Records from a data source
----------

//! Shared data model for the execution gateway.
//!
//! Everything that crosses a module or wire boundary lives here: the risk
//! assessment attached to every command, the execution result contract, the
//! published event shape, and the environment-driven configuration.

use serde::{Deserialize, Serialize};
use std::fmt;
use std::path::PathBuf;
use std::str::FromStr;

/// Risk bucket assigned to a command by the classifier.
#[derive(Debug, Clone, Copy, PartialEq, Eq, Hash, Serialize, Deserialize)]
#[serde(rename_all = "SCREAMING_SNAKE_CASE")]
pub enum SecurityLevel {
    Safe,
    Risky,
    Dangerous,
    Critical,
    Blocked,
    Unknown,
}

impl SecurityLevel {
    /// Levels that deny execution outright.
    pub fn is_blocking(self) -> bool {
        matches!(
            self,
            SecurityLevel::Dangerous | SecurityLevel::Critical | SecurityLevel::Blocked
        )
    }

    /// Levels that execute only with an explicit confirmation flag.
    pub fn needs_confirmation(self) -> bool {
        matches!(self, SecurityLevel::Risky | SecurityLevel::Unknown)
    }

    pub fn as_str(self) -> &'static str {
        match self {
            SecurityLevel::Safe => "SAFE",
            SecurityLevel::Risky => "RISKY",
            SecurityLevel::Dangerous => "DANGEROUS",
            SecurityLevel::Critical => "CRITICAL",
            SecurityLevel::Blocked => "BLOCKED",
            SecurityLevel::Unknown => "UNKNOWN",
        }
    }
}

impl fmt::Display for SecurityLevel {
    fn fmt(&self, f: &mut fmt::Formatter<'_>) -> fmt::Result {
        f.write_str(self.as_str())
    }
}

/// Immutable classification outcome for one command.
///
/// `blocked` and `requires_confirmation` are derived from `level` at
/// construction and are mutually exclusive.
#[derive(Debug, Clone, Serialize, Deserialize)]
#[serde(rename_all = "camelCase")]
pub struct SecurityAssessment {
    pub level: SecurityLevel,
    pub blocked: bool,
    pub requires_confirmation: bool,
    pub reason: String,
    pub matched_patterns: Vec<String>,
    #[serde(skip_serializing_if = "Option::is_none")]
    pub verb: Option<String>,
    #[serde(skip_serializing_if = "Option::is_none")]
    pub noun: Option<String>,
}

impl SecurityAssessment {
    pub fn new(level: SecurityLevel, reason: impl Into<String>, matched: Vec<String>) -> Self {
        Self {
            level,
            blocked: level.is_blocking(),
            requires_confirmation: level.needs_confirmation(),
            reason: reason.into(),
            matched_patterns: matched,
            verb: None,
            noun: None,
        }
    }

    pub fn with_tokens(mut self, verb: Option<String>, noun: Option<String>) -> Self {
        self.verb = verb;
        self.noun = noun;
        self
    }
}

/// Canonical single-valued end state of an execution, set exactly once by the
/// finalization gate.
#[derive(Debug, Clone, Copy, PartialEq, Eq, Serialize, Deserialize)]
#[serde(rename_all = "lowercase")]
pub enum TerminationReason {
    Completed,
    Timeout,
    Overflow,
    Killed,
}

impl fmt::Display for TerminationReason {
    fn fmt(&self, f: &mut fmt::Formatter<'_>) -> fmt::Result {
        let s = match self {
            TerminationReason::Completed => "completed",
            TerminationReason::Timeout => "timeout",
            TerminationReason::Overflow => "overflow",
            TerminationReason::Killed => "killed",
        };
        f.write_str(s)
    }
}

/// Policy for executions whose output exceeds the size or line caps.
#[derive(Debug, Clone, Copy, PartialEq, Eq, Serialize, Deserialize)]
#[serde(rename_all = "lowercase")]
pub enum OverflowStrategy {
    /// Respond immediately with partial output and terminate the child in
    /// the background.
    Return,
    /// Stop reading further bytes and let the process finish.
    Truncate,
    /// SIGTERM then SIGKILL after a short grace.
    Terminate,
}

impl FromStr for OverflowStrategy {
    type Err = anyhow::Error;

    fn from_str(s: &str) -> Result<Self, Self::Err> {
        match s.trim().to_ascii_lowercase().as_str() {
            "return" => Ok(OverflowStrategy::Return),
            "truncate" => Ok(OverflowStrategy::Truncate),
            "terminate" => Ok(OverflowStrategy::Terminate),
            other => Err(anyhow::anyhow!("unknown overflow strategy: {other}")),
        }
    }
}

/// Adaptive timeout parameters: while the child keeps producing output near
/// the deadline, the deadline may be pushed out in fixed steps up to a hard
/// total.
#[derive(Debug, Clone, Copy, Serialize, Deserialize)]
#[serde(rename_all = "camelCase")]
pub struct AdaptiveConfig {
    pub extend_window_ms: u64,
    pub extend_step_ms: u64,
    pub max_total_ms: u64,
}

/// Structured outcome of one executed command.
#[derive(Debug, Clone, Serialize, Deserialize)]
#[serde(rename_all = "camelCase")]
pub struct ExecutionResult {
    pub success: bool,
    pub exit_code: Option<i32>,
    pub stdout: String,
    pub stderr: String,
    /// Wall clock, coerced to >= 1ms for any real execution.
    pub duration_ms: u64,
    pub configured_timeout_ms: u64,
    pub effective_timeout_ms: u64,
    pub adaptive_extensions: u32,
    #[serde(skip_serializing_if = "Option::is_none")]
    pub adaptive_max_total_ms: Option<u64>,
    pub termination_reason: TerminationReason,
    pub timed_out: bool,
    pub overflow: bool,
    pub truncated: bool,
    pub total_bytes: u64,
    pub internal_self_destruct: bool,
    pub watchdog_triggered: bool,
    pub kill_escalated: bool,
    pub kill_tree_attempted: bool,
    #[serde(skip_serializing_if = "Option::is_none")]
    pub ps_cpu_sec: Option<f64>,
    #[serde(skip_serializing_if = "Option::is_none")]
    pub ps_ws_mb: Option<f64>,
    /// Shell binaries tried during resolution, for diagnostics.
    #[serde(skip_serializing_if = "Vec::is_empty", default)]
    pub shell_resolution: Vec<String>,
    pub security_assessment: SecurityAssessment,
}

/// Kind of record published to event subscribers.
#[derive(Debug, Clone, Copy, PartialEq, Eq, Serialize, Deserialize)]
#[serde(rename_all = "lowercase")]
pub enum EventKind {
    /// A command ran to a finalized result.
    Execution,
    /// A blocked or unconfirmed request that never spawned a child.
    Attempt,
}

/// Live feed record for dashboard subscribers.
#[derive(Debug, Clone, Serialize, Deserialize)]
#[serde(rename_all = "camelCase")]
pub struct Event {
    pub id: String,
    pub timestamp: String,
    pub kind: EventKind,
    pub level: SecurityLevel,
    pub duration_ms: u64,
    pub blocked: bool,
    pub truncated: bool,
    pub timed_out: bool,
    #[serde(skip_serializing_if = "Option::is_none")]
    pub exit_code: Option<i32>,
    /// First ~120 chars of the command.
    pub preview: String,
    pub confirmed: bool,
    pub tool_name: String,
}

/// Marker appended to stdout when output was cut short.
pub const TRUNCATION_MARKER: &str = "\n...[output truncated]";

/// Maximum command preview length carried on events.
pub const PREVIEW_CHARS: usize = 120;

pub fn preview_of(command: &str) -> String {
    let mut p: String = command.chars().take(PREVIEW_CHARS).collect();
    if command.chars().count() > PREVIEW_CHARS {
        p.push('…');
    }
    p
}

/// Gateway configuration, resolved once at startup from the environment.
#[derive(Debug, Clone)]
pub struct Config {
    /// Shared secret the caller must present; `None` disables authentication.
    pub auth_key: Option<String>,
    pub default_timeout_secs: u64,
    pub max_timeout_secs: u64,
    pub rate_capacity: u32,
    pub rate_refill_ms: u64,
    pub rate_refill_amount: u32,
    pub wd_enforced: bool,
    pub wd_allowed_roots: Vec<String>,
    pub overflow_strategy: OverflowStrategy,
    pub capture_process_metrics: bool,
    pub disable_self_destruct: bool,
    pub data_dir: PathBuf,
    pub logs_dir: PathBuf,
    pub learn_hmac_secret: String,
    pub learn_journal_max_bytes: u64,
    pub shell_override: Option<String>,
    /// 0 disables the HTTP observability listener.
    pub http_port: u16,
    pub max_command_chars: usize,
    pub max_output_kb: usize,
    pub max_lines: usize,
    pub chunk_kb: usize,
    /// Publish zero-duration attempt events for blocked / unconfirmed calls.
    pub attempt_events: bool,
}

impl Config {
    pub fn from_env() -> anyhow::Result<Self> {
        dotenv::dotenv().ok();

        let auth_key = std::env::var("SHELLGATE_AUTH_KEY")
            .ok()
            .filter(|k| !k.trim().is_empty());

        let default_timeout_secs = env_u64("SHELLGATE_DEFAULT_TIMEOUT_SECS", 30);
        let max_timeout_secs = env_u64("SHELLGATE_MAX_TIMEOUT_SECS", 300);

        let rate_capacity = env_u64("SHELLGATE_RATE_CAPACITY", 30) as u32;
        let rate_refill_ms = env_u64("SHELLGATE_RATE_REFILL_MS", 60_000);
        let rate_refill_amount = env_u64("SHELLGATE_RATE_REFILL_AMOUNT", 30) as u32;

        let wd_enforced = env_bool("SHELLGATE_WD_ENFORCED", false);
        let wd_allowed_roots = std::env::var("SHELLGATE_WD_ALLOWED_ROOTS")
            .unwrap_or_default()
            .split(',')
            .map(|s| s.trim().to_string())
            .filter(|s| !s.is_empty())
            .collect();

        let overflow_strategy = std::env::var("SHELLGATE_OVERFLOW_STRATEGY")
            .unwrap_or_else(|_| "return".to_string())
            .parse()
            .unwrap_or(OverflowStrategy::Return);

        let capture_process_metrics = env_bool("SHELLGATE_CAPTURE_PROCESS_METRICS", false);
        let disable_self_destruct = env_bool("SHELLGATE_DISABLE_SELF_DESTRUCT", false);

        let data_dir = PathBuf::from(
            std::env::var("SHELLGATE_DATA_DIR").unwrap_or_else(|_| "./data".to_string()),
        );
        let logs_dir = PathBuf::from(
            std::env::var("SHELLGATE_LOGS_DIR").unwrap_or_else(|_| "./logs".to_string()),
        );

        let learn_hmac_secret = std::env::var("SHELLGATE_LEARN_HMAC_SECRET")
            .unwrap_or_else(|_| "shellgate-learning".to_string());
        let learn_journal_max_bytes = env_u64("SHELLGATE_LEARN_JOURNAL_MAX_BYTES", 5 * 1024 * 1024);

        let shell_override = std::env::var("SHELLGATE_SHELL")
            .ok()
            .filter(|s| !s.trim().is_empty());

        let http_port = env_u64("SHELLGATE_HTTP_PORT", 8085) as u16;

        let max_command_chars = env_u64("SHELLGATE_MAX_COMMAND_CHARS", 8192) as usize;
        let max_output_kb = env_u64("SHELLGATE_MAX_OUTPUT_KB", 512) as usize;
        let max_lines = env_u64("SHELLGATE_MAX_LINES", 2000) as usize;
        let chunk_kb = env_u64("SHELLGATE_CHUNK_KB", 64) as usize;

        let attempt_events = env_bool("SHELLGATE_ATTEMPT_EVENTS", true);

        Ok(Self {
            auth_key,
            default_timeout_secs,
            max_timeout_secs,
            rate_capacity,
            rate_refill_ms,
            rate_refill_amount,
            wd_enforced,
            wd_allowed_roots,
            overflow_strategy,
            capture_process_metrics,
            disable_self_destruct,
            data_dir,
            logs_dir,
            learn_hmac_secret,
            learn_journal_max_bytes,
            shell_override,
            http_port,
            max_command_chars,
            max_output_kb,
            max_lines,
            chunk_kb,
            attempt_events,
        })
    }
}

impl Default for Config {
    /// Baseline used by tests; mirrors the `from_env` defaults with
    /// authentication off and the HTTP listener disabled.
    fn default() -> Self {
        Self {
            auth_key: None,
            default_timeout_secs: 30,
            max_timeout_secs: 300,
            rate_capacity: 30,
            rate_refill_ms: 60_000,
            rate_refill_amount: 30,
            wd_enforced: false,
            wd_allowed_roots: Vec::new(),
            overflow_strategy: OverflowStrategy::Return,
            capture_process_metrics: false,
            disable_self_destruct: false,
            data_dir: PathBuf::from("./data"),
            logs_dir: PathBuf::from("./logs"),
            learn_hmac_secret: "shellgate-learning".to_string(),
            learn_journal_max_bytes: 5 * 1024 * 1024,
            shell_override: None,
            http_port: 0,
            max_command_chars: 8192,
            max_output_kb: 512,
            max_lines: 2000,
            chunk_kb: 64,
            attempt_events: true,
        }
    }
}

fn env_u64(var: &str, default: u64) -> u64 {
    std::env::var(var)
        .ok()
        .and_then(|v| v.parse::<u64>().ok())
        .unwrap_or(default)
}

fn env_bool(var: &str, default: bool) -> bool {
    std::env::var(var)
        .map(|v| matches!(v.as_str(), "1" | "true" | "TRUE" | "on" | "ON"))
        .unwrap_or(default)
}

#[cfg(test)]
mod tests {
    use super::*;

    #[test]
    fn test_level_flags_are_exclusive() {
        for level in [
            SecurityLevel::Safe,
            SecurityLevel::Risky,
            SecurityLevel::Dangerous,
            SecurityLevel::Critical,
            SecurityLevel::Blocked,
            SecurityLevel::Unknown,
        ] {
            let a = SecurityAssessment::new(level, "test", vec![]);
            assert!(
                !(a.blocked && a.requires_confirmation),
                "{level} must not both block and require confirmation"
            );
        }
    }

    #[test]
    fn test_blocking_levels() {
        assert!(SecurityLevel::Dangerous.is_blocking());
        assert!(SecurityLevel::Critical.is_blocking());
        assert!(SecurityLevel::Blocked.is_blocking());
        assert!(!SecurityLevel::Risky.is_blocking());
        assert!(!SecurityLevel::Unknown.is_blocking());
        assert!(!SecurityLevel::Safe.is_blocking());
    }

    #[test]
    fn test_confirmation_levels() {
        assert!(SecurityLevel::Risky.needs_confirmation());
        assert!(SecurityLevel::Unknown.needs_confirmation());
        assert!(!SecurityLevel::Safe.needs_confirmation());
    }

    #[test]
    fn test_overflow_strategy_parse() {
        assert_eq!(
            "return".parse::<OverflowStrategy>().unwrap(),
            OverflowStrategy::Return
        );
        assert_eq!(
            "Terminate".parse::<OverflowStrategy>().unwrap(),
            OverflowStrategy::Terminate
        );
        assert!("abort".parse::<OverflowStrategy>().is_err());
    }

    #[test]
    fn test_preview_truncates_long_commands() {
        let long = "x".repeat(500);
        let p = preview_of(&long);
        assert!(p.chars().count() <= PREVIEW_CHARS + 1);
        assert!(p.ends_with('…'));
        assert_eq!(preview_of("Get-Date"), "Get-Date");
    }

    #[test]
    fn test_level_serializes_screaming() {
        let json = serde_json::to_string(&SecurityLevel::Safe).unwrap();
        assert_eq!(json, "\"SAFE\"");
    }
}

----------

Work instruction
Using the records above, output exactly the lines from the first through the line that contains "the environment-driven configuration.", with both of those included.

Solution for this task
//! Shared data model for the execution gateway.
//!
//! Everything that crosses a module or wire boundary lives here: the risk
//! assessment attached to every command, the execution result contract, the
//! published event shape, and the environment-driven configuration.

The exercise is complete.